Ask HN: How can you get into QA? - pbj

I've tried my hand at programming before (with the intent to develop apps) and haven't got very far. That said, I've always been fascinated by and actually enjoy the process of testing and finding bugs in software/html/css/etc. I think I'd really enjoy a job in QA, but most positions I've seen for QA positions all seem to require hefty knowledge of programming and prior experience. I was just wondering - is there a roadmap for learning QA and or getting a position in it? Is having a CS degree necessary? I'd be willing to do just about anything in order to get an entry level QA gig, but I don't know where to start.
======
lien
You have to ask yourself: Are you sure you want to do QA? Some people go into
QA without really knowing what QA is. QA is really a support role and won't
get you very far in your career. Most people in QA do have a heavy engineering
background and have an extensive programming knowledge. However, most people
who go into QA do it without realizing it's not a frontline role. Try to look
for a role that are customer-facing while offering opportunities to test and
find bugs. Customer-facing roles are frontline roles in any company.

If you would really like QA without the customer-facing aspect, the only
industry where QA is a frontline role is really in healthcare. Medical devices
have to go through extensive governmental regulations and this is where QA
would actually be considered a frontline role.

------
totalforge
The book 'Testing computer software' by Cem Kaner is an excellent introduction
to the field.

You will make less than a programmer while being expected to possess extensive
programming skills. Where developers produce code, therefore product,
therefore generating earnings and profits, QA is a cost center and does not
put revenue on the books. Thus, QA gets laid off more often and you can expect
to work more as a contractor with no benefits.

Be prepared to spend much time explaining how the job provides value to
managers and engineers over and over and over again. You need to present good
data often, and be a strong salesman for your work. Expect to hear things like
'You mean you just play with the software?'. Have a good answer ready at all
times.

At many shops, if a customer finds a single bug and you missed it, even though
it won't reproduce on your test configurations, everyone will consider you a
failure, in spite the value of your overall contribution. For some reason this
never affects the developer who created the bug.

Now, if a legal precedent is ever set that software companies are held liable
for their products, QA will become front line in a damn hurry.

------
sid6376
I am a QA engineer and was hired straight out of college, before i had much of
an idea about what QA was. What i will suggest is understand what are the
different types of testing -functional, performance, reliability , security
etc, play with testing tools(I haven't personally tried Selenium but i have
heard its pretty popular).Continue to try your hand at programming, as
automation will be a huge part of your job as a QA engineer and programming
questions are asked in QA interviews. You can also go through Alan Page's
blogs at <http://blogs.msdn.com/b/alanpa/> . I think you will find them
interesting. That said as mentioned by other people in the comments, the job
becomes monotonous after a while. The most exciting parts of the job will
involve programming. Though you will find most of your bugs manually,
continuously going through the same set of tests will exhaust you mentally
after a while. Talk to some QA engineers near by and understand the job little
better before you jump into it. Hoping this helps.

------
tjr
Many open source projects have bug databases that anyone can submit to; you
might try starting with that to get some actual experience testing, finding,
and reporting problems.

Write about it on a blog or some-such, to demonstrate what you've learned and
what you can do. Try to distill general testing advice into longer articles.

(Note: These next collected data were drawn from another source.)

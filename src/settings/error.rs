//! Settings error types

use thiserror::Error;

/// Errors raised while reading, validating or persisting widget settings.
///
/// Missing or malformed values found at load time never surface here; they
/// are replaced by defaults. Only user input rejected at commit time and
/// store I/O failures are reported.
#[derive(Debug, Error)]
pub enum SettingsError {
    /// `Minutes` was not a finite, non-negative number.
    #[error("Invalid minutes value: {0:?}")]
    InvalidMinutes(String),

    /// A colour field was not 3 or 6 hex digits.
    #[error("Invalid colour for {key}: {value:?}")]
    InvalidColour { key: &'static str, value: String },

    #[error("Settings IO error: {0}")]
    Io(#[from] std::io::Error),

    #[error("Settings file is not valid JSON: {0}")]
    Json(#[from] serde_json::Error),
}

impl SettingsError {
    /// Whether the error was caused by user input rather than the store.
    pub fn is_validation(&self) -> bool {
        matches!(self, Self::InvalidMinutes(_) | Self::InvalidColour { .. })
    }
}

You also might try offering your services here on HN as a QA contractor. I can
imagine someone being interested in paying for a few hours of another person's
view on their product.

Just some ideas! I've done a lot of testing work, though I've kind of fallen
into it accidentally. It's fun for a while, but I don't think I'd want to make
it my full-time job.

------
andymoe
Try for a contract QA position. Also, tell us where you live. Maybe someone
here knows of an open position looking for QA's... It's still who you know so
make sure you know people in the tech field. Also try programming again
because you are going to be expected to do a certain amount of automation if
you are doing any kind of software QA.